Finance ministers from the powerful G7 club of nations convene here this week to tackle headaches posed by surging oil prices and global currency rates as China's leader comes to town.
The Group of Seven ministers and central bank chiefs will meet Friday, before the World Bank and the International Monetary Fund hold their annual spring meetings over the weekend.
Reforms to make the IMF more representative of emerging players will also figure on the G7 agenda for Britain, Canada, France, Germany, Italy, Japan and the United States.
And the ministers are expected to debate debt relief for the world's poorest countries, as the World Bank and IMF prepare to cancel the crushing debts under an initiative pushed by the G8 - the G7 plus Russia. "As one risk factor (for the global economy) is crude oil prices, which remain at high levels, I will closely watch how each G7 country discusses the issue," Japanese Finance Minister Sadakazu Tanigaki said Friday.
"Global currency developments and interest rates will remain big issues in the G7," added Tanigaki, when asked whether the Chinese yuan's limited flexibility would be a topic at the meeting.

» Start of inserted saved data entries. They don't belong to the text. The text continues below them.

//! Read-only position view consumed by the evaluation core.
//!
//! This is not a playable board: there is no move generation and no
//! make/unmake. The host search owns the real board and hands the
//! evaluator a snapshot exposing piece placement, material totals and
//! attacker-set queries.
//!
//! # Example
//! ```
//! use chess_eval::position::Position;
//!
//! let pos = Position::new();
//! assert_eq!(pos.piece_count(), 32);
//! ```

mod attacks;
mod fen;
mod types;

pub use fen::FenError;
pub use types::{Bitboard, BitboardIter, Color, Piece, Square};

use attacks::{pawn_attacks, slider_attacks, KING_ATTACKS, KNIGHT_ATTACKS};

/// Simple piece values on the centipawn scale used for material totals
/// and the phase detectors (pawn = 100).
pub const PIECE_VALUES: [i32; 6] = [100, 320, 330, 500, 900, 20000];

/// Pawn value on the evaluation scale used by `simple_eval`.
pub const PAWN_VALUE: i32 = 208;

/// Non-pawn piece values on the evaluation scale (knight..queen).
const NON_PAWN_VALUES: [i32; 6] = [0, 781, 825, 1276, 2538, 0];

/// Read-only board snapshot.
#[derive(Clone, Debug)]
pub struct Position {
    pieces: [[Bitboard; 6]; 2],
    occupied: [Bitboard; 2],
    all_occupied: Bitboard,
    side_to_move: Color,
    halfmove_clock: u32,
}

impl Position {
    /// The standard starting position.
    #[must_use]
    pub fn new() -> Self {
        let mut pos = Position::empty();
        let back_rank = [
            Piece::Rook,
            Piece::Knight,
            Piece::Bishop,
            Piece::Queen,
            Piece::King,
            Piece::Bishop,
            Piece::Knight,
            Piece::Rook,
        ];
        for (file, piece) in back_rank.iter().enumerate() {
            pos.set_piece(Square(0, file), Color::White, *piece);
            pos.set_piece(Square(7, file), Color::Black, *piece);
            pos.set_piece(Square(1, file), Color::White, Piece::Pawn);
            pos.set_piece(Square(6, file), Color::Black, Piece::Pawn);
        }
        pos
    }

    pub(crate) fn empty() -> Self {
        Position {
            pieces: [[Bitboard::EMPTY; 6]; 2],
            occupied: [Bitboard::EMPTY; 2],
            all_occupied: Bitboard::EMPTY,
            side_to_move: Color::White,
            halfmove_clock: 0,
        }
    }

    pub(crate) fn set_piece(&mut self, sq: Square, color: Color, piece: Piece) {
        let bb = Bitboard::from_square(sq);
        self.pieces[color.index()][piece.index()] |= bb;
        self.occupied[color.index()] |= bb;
        self.all_occupied |= bb;
    }

    pub(crate) fn set_side_to_move(&mut self, color: Color) {
        self.side_to_move = color;
    }

    pub(crate) fn set_halfmove_clock(&mut self, clock: u32) {
        self.halfmove_clock = clock;
    }

    /// Side to move.
    #[inline]
    #[must_use]
    pub fn side_to_move(&self) -> Color {
        self.side_to_move
    }

    /// Halfmove clock for the 50-move rule.
    #[inline]
    #[must_use]
    pub fn rule50_count(&self) -> u32 {
        self.halfmove_clock
    }

    /// Bitboard of one piece type for one color.
    #[inline]
    #[must_use]
    pub fn pieces(&self, color: Color, piece: Piece) -> Bitboard {
        self.pieces[color.index()][piece.index()]
    }

    /// Bitboard of one piece type for both colors.
    #[inline]
    #[must_use]
    pub fn pieces_both(&self, piece: Piece) -> Bitboard {
        self.pieces[0][piece.index()] | self.pieces[1][piece.index()]
    }

    /// All pieces of one color.
    #[inline]
    #[must_use]
    pub fn occupied(&self, color: Color) -> Bitboard {
        self.occupied[color.index()]
    }

    /// All pieces on the board.
    #[inline]
    #[must_use]
    pub fn all_occupied(&self) -> Bitboard {
        self.all_occupied
    }

    /// The piece on a square, if any.
    #[must_use]
    pub fn piece_at(&self, sq: Square) -> Option<(Color, Piece)> {
        let bb = Bitboard::from_square(sq);
        for color in [Color::White, Color::Black] {
            if (self.occupied[color.index()] & bb).is_empty() {
                continue;
            }
            for piece in Piece::ALL {
                if !(self.pieces[color.index()][piece.index()] & bb).is_empty() {
                    return Some((color, piece));
                }
            }
        }
        None
    }

    /// Number of pieces of one type for one color.
    #[inline]
    #[must_use]
    pub fn count(&self, color: Color, piece: Piece) -> i32 {
        self.pieces(color, piece).popcount() as i32
    }

    /// Number of pieces of one type for both colors.
    #[inline]
    #[must_use]
    pub fn count_both(&self, piece: Piece) -> i32 {
        self.pieces_both(piece).popcount() as i32
    }

    /// Total number of pieces on the board.
    #[inline]
    #[must_use]
    pub fn piece_count(&self) -> i32 {
        self.all_occupied.popcount() as i32
    }

    /// King square for one color. The view tolerates king-less test
    /// positions, hence the Option.
    #[must_use]
    pub fn king_square(&self, color: Color) -> Option<Square> {
        self.pieces(color, Piece::King).iter().next()
    }

    /// Non-pawn material for one color on the evaluation scale.
    #[must_use]
    pub fn non_pawn_material(&self, color: Color) -> i32 {
        let mut total = 0;
        for piece in [Piece::Knight, Piece::Bishop, Piece::Rook, Piece::Queen] {
            total += self.count(color, piece) * NON_PAWN_VALUES[piece.index()];
        }
        total
    }

    /// Non-pawn material for both colors on the evaluation scale.
    #[inline]
    #[must_use]
    pub fn non_pawn_material_total(&self) -> i32 {
        self.non_pawn_material(Color::White) + self.non_pawn_material(Color::Black)
    }

    /// Total material for both colors on the simple centipawn scale,
    /// kings excluded, pawns included.
    #[must_use]
    pub fn material_total(&self) -> i32 {
        let mut total = 0;
        for color in [Color::White, Color::Black] {
            for piece in Piece::NON_KING {
                total += self.count(color, piece) * PIECE_VALUES[piece.index()];
            }
        }
        total
    }

    /// Pieces of `color` attacking `sq`.
    #[must_use]
    pub fn attackers_to_by(&self, sq: Square, color: Color) -> Bitboard {
        let c = color.index();
        let occ = self.all_occupied.0;
        let idx = sq.index();

        let mut attackers = pawn_attacks(color.opponent(), sq) & self.pieces[c][Piece::Pawn.index()];
        attackers |= Bitboard(KNIGHT_ATTACKS[idx]) & self.pieces[c][Piece::Knight.index()];
        attackers |= Bitboard(KING_ATTACKS[idx]) & self.pieces[c][Piece::King.index()];

        let diag = Bitboard(slider_attacks(idx, occ, true));
        attackers |= diag & (self.pieces[c][Piece::Bishop.index()] | self.pieces[c][Piece::Queen.index()]);
        let ortho = Bitboard(slider_attacks(idx, occ, false));
        attackers |= ortho & (self.pieces[c][Piece::Rook.index()] | self.pieces[c][Piece::Queen.index()]);

        attackers
    }

    /// Pieces of either color attacking `sq`.
    #[inline]
    #[must_use]
    pub fn attackers_to(&self, sq: Square) -> Bitboard {
        self.attackers_to_by(sq, Color::White) | self.attackers_to_by(sq, Color::Black)
    }

    /// Attack squares reachable by the minor and major pieces of both
    /// sides, a coarse mobility proxy for the static phase detector.
    #[must_use]
    pub fn mobility_score(&self) -> i32 {
        let occ = self.all_occupied.0;
        let mut mobility = Bitboard::EMPTY;
        for c in 0..2 {
            for sq in self.pieces[c][Piece::Knight.index()].iter() {
                mobility |= Bitboard(KNIGHT_ATTACKS[sq.index()]);
            }
            for sq in self.pieces[c][Piece::Bishop.index()].iter() {
                mobility |= Bitboard(slider_attacks(sq.index(), occ, true));
            }
            for sq in self.pieces[c][Piece::Rook.index()].iter() {
                mobility |= Bitboard(slider_attacks(sq.index(), occ, false));
            }
            for sq in self.pieces[c][Piece::Queen.index()].iter() {
                mobility |= Bitboard(slider_attacks(sq.index(), occ, true))
                    | Bitboard(slider_attacks(sq.index(), occ, false));
            }
        }
        mobility.popcount() as i32
    }

    /// Pawn structure quality proxy: starts at 100, penalized for doubled
    /// and isolated pawns on either side.
    #[must_use]
    pub fn pawn_structure_score(&self) -> i32 {
        let mut score = 100;
        for color in [Color::White, Color::Black] {
            let pawns = self.pieces(color, Piece::Pawn);
            for file in 0..8 {
                let on_file = (pawns & Bitboard::file(file)).popcount() as i32;
                if on_file > 1 {
                    score -= 12 * (on_file - 1);
                }
                if on_file > 0 {
                    let left = if file > 0 {
                        (pawns & Bitboard::file(file - 1)).popcount()
                    } else {
                        0
                    };
                    let right = if file < 7 {
                        (pawns & Bitboard::file(file + 1)).popcount()
                    } else {
                        0
                    };
                    if left == 0 && right == 0 {
                        score -= 8;
                    }
                }
            }
        }
        score.max(0)
    }

    /// King safety for `color`: attacker penalty minus pawn-shield bonus.
    /// Higher values mean a weaker king.
    #[must_use]
    pub fn king_safety_score(&self, color: Color) -> i32 {
        let Some(king) = self.king_square(color) else {
            return 0;
        };
        let attackers = self.attackers_to_by(king, color.opponent());
        let penalty = attackers.popcount() as i32 * 10;

        let shield =
            self.pieces(color, Piece::Pawn) & Bitboard(KING_ATTACKS[king.index()]);
        let shield_bonus = shield.popcount() as i32 * 5;

        penalty - shield_bonus
    }

    /// True when the side to move has given up a minor piece or more of
    /// non-pawn material while keeping pressure on the enemy king ring.
    #[must_use]
    pub fn is_sacrifice(&self) -> bool {
        let us = self.side_to_move;
        let deficit = self.non_pawn_material(us.opponent()) - self.non_pawn_material(us);
        if deficit < NON_PAWN_VALUES[Piece::Knight.index()] {
            return false;
        }
        let Some(enemy_king) = self.king_square(us.opponent()) else {
            return false;
        };
        let mut pressure = self.attackers_to_by(enemy_king, us);
        for sq in Bitboard(KING_ATTACKS[enemy_king.index()]).iter() {
            pressure |= self.attackers_to_by(sq, us);
        }
        pressure.popcount() >= 2
    }

    /// True when the pawn structures mirror each other vertically.
    #[inline]
    #[must_use]
    pub fn is_symmetric(&self) -> bool {
        self.pieces(Color::White, Piece::Pawn).flip_vertical()
            == self.pieces(Color::Black, Piece::Pawn)
    }
}

impl Default for Position {
    fn default() -> Self {
        Position::new()
    }
}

He said Japan would also press for reform of the IMF, as Tokyo pushes for the world financial watchdog to give Asia's rising economies a greater say in its running.
US Treasury Secretary John Snow, writing in the Washington Times on Friday, underlined that his colleagues must, in addition, intensify efforts to choke off the finances of extremist groups.

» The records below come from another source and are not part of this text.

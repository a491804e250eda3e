//! ワークブック正規化モジュール
//!
//! 教科ごとのシートを読み込み、生徒名をキーにしたテーブルへ整える。
//!
//! ## 処理フロー（シートごと）
//! 1. 先頭2行（バナー行）を読み飛ばし、3行目をヘッダーとする
//! 2. 全空行・全空列を除去
//! 3. 先頭2列を連結して生徒名にする
//! 4. 所見のない行・列を再度除去
//! 5. 新しい生徒名を初出順に記録

pub mod sheet;

pub use sheet::{normalize_sheet, Grid, BANNER_ROWS};

use crate::error::ParseError;
use calamine::{open_workbook_auto_from_rs, Reader};
use class_report_common::SubjectTables;
use std::collections::HashSet;
use std::io::Cursor;
use tracing::info;

/// 正規化結果
#[derive(Debug, Clone, Default, PartialEq)]
pub struct NormalizedWorkbook {
    /// 教科名 → テーブル（シート順）
    pub tables: SubjectTables,
    /// 生徒名（全シートを通した初出順、重複なし）
    pub students: Vec<String>,
}

/// ワークブックのバイト列を正規化する
///
/// xlsx / ods / xls / xlsb を内容から判別する。
/// 1枚でも不正なシートがあれば全体を失敗とする。
pub fn normalize(bytes: &[u8]) -> Result<NormalizedWorkbook, ParseError> {
    let mut workbook = open_workbook_auto_from_rs(Cursor::new(bytes))
        .map_err(|e| ParseError::Unreadable(e.to_string()))?;

    let sheet_names = workbook.sheet_names();
    if sheet_names.is_empty() {
        return Err(ParseError::NoSheets);
    }

    let mut grids = Vec::with_capacity(sheet_names.len());
    for name in sheet_names {
        let range = workbook
            .worksheet_range(&name)
            .map_err(|e| ParseError::Unreadable(format!("{}: {}", name, e)))?;
        grids.push((name, sheet::grid_from_range(&range)));
    }

    let normalized = normalize_grids(grids)?;
    info!(
        sheets = normalized.tables.len(),
        students = normalized.students.len(),
        "ワークブック読み込み完了"
    );
    Ok(normalized)
}

/// シート名とグリッドの組から正規化する
pub fn normalize_grids<I>(sheets: I) -> Result<NormalizedWorkbook, ParseError>
where
    I: IntoIterator<Item = (String, Grid)>,
{
    let mut result = NormalizedWorkbook::default();
    let mut seen: HashSet<String> = HashSet::new();

    for (subject, grid) in sheets {
        let table = normalize_sheet(&subject, grid)?;

        for student in table.students() {
            if seen.insert(student.to_string()) {
                result.students.push(student.to_string());
            }
        }

        result.tables.insert(subject, table);
    }

    if result.tables.is_empty() {
        return Err(ParseError::NoSheets);
    }

    Ok(result)
}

"Financial officials from all over the world recognise the horror of terrorism and are increasingly recognising the critical role that we can and must play in combating the international scourge," he said. "Those who reach for their wallets to fund terrorism must be pursued with equal determination as those who reach for a bomb or a gun."
The G7 ministers will have in hand the IMF's latest analysis of the world economy, which is due to be released on Wednesday and is expected to predict solid global growth this year of about five percent. However, the IMF has warned that high oil prices are a growing danger not just for global growth but also for the heavy imbalances they are creating in national finances, not least in the United States.
In London, Brent crude futures have broken through 70 dollars a barrel for the first time, owing to tight supplies and to tensions over Iran's nuclear ambitions.
In a report ahead of the spring meetings, the IMF said Thursday that much of the cash bonanza enjoyed by oil-exporting countries was being recycled into US markets, driving up the US current account deficit still further.
The higher the deficit goes, the greater the risk of the dollar crashing, "which would push US interest rates up sharply and possibly lead to a recession", it warned.
For many in the United States, the deficit is being driven artificially higher by what they see as shady Chinese trade practices, such as a distorted exchange rate.
Chinese President Hu Jintao is due to meet US President George W. Bush in Washington on Thursday and is expected to get a grilling over a host of US trade complaints.
German finance ministry state secretary Thomas Mirow said that for the G7 powers, the soaring US deficit, coupled with groaning surpluses for China and oil exporters, translates into a "heap of crisis scenarios". Mirow also indicated that a simmering row in the European Union could spill over into the G7, evoking "protectionist tendencies" as a likely topic of debate in Washington.